EXERCISE DESCRIPTION:
Every line of the entries below from the one containing "return RouteKey::from_insight_name(name).map(Self::Insight);" to the one containing "pub fn path(&self)", both ends included, must be written out exactly. No other line belongs in the answer.
++++ EXTRACTED INFORMATION
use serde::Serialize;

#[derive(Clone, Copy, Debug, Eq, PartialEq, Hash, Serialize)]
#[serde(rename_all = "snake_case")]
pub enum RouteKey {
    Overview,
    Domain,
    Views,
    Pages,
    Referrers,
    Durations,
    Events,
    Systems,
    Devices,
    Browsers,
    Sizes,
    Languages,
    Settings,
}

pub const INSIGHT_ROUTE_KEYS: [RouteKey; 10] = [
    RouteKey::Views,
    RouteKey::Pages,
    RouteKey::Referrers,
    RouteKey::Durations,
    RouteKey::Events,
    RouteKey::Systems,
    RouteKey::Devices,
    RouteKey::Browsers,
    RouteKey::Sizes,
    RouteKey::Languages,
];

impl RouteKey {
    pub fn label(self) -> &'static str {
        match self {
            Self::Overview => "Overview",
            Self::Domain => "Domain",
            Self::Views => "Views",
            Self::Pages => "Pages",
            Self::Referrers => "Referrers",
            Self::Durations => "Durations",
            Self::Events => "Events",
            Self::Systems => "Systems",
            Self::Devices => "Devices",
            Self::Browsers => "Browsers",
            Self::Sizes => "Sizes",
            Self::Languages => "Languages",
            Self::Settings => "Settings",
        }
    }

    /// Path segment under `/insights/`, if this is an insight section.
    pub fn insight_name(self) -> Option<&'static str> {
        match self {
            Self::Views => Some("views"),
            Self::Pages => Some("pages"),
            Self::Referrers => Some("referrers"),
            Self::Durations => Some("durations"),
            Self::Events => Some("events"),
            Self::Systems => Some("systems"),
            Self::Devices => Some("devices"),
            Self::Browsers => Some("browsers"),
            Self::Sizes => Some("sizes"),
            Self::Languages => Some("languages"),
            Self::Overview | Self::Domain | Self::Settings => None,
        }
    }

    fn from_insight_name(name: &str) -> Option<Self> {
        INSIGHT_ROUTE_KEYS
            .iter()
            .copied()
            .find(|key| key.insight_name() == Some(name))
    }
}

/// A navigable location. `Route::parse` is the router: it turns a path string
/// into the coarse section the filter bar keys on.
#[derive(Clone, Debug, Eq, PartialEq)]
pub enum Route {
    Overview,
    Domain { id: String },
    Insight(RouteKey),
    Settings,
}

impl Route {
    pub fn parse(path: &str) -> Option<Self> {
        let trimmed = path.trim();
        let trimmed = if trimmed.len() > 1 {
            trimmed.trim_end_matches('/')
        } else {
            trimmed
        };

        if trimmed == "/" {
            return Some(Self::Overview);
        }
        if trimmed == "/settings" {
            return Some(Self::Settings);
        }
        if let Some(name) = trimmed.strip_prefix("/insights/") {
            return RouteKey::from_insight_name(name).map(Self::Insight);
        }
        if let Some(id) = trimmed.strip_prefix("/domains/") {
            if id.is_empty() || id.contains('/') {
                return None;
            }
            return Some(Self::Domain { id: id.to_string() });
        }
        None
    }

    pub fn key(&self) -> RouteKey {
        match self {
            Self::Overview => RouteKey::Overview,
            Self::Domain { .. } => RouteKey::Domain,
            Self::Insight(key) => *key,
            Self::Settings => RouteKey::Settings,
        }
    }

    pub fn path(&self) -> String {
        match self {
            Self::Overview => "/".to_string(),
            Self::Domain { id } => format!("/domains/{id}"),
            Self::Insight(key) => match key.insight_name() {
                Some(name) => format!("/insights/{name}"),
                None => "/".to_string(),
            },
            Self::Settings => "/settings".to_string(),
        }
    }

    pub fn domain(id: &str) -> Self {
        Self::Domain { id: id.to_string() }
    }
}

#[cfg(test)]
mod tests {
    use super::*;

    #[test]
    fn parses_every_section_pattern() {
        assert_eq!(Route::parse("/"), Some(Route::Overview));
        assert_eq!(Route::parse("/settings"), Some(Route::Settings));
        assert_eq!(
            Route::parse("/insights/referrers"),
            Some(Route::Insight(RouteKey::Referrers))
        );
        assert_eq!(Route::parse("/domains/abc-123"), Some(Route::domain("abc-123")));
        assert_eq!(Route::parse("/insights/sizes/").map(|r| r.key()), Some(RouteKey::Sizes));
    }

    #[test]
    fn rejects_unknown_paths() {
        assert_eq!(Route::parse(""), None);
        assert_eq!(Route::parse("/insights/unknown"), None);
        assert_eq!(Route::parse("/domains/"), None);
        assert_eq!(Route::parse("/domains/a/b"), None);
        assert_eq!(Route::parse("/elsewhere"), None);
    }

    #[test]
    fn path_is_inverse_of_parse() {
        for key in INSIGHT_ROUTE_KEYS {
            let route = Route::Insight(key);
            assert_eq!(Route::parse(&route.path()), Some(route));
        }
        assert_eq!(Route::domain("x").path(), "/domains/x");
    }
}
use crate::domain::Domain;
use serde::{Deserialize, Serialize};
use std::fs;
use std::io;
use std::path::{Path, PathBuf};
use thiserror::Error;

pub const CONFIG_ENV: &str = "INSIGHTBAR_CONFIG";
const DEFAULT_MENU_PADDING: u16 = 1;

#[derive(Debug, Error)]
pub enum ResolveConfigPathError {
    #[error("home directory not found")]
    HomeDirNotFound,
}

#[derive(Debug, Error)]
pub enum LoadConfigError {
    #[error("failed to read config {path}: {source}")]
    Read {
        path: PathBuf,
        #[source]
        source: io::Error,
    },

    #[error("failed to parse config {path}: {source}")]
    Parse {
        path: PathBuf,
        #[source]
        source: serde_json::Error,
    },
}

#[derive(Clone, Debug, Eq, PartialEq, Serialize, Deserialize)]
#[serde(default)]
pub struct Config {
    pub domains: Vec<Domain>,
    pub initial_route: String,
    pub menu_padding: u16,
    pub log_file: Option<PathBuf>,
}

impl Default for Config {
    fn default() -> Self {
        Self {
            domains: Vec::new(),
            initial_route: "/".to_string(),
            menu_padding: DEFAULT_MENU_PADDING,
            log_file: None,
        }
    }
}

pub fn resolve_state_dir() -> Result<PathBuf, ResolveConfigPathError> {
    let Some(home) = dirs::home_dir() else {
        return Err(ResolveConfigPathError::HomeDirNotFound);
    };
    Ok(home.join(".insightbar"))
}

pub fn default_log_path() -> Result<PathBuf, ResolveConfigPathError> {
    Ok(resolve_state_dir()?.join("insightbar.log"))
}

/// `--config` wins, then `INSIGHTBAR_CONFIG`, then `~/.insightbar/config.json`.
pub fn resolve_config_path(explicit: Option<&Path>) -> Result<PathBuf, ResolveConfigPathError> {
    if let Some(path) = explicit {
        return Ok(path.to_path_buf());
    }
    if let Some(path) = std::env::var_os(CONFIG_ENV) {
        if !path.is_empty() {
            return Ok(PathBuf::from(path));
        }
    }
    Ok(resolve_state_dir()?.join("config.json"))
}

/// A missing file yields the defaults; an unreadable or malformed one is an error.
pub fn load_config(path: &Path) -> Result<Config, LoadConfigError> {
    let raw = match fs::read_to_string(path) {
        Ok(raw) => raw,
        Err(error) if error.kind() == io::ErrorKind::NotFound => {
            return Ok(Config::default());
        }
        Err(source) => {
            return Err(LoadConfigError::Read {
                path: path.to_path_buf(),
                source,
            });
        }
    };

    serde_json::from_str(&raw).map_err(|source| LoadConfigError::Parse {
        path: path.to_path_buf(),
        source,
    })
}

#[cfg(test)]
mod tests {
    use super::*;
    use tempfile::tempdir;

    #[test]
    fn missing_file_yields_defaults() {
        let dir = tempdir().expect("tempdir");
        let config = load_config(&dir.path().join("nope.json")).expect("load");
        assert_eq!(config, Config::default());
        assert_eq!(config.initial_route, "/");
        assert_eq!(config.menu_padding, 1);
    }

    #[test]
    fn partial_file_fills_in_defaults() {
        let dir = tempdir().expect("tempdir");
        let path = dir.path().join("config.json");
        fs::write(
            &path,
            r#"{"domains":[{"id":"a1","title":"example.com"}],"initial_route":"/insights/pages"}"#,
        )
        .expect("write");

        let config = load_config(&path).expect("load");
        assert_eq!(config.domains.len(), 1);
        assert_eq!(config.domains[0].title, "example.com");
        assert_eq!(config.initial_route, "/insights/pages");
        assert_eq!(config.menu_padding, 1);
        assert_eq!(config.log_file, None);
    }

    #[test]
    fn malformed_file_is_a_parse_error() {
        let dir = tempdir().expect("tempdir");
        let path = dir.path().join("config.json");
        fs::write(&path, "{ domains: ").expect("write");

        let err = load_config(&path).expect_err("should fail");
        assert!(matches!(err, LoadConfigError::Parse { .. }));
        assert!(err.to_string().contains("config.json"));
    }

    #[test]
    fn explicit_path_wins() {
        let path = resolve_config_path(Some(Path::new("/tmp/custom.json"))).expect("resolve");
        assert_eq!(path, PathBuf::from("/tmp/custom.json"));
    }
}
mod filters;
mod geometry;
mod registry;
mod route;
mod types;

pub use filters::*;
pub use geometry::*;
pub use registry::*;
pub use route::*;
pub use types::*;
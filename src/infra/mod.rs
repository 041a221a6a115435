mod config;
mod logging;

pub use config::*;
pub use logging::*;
++++++++
SOLUTION TO THIS EXERCISE:
            return RouteKey::from_insight_name(name).map(Self::Insight);
        }
        if let Some(id) = trimmed.strip_prefix("/domains/") {
            if id.is_empty() || id.contains('/') {
                return None;
            }
            return Some(Self::Domain { id: id.to_string() });
        }
        None
    }

    pub fn key(&self) -> RouteKey {
        match self {
            Self::Overview => RouteKey::Overview,
            Self::Domain { .. } => RouteKey::Domain,
            Self::Insight(key) => *key,
            Self::Settings => RouteKey::Settings,
        }
    }

    pub fn path(&self) -> String {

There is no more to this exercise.